_Work order:_ Go through the data and report each line that holds the string "display".

_Provided data:_

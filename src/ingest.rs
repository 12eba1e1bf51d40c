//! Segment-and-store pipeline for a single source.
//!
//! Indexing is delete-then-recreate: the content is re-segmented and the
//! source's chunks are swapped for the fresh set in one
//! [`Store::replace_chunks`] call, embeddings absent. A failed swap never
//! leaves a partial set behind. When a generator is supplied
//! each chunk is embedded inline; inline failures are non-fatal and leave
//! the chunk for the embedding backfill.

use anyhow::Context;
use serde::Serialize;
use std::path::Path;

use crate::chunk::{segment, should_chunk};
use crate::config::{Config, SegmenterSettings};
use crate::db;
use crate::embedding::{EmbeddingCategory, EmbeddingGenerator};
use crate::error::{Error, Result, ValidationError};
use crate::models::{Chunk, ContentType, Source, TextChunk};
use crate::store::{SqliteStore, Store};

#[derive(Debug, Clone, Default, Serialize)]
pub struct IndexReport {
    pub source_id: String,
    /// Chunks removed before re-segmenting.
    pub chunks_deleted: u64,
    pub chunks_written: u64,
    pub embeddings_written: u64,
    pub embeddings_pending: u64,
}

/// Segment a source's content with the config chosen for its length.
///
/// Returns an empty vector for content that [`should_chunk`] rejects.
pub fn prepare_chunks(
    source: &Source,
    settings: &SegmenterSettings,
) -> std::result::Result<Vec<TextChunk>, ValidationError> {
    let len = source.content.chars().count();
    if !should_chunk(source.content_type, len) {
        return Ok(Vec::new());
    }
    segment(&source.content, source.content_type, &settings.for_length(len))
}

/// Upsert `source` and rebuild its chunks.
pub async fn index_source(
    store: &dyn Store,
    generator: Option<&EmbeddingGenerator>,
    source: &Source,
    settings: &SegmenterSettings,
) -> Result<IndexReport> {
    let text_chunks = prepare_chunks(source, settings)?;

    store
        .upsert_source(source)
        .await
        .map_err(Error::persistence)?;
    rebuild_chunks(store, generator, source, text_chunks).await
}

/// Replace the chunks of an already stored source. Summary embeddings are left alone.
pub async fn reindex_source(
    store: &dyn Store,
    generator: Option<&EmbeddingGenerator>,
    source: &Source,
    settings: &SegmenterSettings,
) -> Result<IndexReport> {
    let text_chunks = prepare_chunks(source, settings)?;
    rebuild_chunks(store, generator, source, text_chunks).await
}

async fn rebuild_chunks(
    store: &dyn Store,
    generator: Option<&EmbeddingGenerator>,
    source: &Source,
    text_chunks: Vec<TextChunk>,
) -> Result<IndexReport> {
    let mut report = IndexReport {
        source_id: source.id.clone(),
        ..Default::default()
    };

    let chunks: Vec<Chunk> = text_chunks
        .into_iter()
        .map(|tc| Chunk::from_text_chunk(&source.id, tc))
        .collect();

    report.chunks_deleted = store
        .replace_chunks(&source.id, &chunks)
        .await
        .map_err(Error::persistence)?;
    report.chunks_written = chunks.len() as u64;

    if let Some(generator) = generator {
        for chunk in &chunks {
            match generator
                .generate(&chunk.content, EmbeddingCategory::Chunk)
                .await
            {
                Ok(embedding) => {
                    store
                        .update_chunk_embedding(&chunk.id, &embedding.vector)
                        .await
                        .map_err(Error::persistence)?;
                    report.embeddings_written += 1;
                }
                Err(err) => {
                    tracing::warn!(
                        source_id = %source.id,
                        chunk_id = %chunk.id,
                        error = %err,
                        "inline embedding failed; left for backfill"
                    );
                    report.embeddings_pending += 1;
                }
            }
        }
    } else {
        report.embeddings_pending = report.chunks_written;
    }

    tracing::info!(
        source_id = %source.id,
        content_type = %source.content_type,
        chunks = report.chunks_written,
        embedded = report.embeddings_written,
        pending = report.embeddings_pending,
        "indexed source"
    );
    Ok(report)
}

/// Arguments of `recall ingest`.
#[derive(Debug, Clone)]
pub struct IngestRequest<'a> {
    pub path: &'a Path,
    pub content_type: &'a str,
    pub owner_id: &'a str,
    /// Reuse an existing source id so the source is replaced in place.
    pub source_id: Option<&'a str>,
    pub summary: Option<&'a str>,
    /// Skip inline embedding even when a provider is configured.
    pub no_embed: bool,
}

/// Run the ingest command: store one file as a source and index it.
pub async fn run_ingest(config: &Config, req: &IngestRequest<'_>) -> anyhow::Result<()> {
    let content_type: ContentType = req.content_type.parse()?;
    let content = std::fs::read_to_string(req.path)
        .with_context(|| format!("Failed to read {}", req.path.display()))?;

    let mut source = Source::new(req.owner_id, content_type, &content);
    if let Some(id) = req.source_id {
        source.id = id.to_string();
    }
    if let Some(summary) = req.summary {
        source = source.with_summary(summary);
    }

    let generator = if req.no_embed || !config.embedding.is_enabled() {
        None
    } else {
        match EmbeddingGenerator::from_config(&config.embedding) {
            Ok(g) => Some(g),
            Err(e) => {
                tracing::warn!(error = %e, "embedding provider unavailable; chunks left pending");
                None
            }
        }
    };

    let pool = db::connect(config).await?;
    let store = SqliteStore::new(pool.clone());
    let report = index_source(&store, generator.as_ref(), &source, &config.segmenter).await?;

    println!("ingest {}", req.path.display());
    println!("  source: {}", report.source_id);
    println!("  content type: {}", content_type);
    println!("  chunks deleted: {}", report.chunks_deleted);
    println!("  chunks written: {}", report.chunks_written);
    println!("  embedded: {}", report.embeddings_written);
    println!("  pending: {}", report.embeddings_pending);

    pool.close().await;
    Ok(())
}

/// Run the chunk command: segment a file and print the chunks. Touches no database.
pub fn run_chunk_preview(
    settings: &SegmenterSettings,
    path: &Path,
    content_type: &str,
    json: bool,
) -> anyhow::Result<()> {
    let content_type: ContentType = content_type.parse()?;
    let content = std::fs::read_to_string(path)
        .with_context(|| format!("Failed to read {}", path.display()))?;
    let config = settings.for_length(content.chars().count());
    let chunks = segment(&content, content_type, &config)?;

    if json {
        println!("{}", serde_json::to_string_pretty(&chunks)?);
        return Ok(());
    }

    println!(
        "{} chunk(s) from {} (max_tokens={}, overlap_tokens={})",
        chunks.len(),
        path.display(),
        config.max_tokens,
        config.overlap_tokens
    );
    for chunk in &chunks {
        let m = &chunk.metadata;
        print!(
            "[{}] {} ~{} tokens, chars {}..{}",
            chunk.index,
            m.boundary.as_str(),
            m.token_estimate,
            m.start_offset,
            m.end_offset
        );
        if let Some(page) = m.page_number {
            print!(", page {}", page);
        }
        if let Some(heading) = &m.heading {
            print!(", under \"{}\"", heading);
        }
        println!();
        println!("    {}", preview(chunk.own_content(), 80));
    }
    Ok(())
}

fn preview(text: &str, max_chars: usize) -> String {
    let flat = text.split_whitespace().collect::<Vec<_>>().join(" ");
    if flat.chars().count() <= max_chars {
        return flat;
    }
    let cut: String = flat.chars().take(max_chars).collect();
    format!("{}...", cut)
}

==

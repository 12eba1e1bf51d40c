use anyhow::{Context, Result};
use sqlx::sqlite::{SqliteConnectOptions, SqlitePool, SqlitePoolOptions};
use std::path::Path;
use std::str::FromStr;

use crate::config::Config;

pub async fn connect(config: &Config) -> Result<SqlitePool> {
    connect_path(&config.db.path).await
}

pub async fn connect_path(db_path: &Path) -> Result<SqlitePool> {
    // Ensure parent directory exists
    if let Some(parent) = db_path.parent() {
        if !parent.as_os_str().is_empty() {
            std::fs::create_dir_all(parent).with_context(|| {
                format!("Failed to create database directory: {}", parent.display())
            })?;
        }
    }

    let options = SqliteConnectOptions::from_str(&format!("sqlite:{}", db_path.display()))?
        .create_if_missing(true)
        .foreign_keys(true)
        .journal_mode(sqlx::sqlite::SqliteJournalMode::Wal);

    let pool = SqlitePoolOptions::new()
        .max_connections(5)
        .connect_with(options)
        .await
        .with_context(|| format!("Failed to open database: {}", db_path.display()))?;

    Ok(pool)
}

_Answer area:_
        .with_context(|| format!("Failed to read {}", req.path.display()))?;
    println!("ingest {}", req.path.display());
        .with_context(|| format!("Failed to read {}", path.display()))?;
        path.display(),
                format!("Failed to create database directory: {}", parent.display())
    let options = SqliteConnectOptions::from_str(&format!("sqlite:{}", db_path.display()))?
        .with_context(|| format!("Failed to open database: {}", db_path.display()))?;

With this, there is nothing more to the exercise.